◆ Task item:
Every line of the entries below that includes "decode" belongs in the answer, copied as written.

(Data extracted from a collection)

====

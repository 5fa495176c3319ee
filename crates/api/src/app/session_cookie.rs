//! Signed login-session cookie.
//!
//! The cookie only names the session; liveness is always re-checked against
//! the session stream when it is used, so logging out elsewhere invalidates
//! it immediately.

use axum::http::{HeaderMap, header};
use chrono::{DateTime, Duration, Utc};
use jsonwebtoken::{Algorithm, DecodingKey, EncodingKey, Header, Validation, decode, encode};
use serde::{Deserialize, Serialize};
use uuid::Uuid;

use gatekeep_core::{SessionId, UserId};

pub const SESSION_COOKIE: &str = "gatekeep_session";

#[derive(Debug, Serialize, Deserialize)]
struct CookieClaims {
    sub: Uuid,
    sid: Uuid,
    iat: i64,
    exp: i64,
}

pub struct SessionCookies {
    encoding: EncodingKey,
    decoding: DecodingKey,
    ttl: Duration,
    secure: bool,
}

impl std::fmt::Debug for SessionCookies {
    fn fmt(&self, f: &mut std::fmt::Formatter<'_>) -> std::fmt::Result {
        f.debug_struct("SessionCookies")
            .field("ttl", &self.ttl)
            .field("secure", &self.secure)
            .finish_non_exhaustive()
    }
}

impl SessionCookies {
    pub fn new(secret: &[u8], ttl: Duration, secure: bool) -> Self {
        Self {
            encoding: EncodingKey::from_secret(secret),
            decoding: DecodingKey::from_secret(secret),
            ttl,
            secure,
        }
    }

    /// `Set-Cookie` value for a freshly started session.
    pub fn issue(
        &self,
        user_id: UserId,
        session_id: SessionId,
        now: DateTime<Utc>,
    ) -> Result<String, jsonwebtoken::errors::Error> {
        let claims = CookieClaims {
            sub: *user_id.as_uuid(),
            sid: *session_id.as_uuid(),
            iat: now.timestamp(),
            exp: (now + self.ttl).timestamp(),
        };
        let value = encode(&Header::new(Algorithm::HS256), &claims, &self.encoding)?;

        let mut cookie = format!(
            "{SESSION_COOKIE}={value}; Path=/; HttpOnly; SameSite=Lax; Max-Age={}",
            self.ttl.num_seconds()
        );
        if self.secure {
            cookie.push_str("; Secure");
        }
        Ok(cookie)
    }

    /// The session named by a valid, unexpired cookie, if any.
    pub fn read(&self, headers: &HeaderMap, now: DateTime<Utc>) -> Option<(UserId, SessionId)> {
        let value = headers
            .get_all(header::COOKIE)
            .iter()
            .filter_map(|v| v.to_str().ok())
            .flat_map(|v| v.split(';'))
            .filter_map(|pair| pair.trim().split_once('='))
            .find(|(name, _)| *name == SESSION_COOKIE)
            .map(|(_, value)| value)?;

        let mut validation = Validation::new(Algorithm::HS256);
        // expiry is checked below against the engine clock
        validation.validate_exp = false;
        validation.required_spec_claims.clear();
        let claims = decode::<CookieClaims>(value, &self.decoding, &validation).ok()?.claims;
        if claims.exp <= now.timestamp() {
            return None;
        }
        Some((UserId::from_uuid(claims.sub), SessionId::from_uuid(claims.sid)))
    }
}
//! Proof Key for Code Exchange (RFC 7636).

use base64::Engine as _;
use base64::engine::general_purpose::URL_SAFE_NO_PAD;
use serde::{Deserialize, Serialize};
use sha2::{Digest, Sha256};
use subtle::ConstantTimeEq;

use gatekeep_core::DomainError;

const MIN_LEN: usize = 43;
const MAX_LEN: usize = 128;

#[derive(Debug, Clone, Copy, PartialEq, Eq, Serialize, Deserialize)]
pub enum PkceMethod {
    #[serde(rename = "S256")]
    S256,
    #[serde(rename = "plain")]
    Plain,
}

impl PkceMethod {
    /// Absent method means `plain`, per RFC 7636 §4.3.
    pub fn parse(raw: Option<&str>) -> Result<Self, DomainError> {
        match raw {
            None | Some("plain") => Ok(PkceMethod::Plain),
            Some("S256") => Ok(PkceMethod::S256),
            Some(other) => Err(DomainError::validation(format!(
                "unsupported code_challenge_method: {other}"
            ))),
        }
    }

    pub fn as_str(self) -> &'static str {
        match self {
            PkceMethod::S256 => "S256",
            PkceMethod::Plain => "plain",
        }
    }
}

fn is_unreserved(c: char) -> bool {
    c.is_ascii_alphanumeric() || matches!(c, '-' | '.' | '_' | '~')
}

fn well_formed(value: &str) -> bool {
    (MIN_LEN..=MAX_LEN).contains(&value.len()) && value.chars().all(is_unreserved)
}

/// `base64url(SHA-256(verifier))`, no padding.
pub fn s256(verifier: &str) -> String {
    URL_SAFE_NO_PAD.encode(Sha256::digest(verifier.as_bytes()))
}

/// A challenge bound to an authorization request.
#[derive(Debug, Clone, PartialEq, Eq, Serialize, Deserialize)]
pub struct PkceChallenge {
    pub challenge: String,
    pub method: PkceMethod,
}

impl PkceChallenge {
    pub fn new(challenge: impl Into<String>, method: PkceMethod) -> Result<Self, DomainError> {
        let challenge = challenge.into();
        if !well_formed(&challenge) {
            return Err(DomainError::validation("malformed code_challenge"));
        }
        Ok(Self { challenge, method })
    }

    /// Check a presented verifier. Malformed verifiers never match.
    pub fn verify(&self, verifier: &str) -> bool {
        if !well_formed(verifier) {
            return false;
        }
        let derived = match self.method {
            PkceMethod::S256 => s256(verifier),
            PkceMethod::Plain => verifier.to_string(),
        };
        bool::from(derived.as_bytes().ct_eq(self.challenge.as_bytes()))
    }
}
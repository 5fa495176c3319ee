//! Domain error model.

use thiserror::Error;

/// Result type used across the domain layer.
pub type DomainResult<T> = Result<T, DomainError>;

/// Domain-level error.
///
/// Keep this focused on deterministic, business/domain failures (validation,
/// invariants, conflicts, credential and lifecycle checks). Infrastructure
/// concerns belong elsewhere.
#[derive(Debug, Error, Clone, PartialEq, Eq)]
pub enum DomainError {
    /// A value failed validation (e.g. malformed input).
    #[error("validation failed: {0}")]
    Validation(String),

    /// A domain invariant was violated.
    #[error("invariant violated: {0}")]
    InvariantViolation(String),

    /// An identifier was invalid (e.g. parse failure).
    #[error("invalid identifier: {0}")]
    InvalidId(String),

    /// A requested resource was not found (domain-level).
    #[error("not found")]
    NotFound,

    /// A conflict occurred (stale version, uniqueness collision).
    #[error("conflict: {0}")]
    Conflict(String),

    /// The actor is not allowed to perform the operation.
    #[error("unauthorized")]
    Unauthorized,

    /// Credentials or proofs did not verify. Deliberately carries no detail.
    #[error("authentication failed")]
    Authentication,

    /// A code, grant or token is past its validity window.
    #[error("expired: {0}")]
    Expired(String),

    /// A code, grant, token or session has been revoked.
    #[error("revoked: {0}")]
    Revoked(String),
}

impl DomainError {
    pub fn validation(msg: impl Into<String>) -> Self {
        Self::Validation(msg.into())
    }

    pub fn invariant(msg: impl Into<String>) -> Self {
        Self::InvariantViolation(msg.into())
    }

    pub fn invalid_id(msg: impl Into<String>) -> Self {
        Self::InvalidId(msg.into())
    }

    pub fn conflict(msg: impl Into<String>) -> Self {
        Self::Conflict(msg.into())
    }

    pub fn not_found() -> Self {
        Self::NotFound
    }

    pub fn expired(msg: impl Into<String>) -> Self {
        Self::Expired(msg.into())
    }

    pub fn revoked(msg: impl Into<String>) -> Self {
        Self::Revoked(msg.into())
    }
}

====

◆ Solution for this problem:
use jsonwebtoken::{Algorithm, DecodingKey, EncodingKey, Header, Validation, decode, encode};
        let claims = decode::<CookieClaims>(value, &self.decoding, &validation).ok()?.claims;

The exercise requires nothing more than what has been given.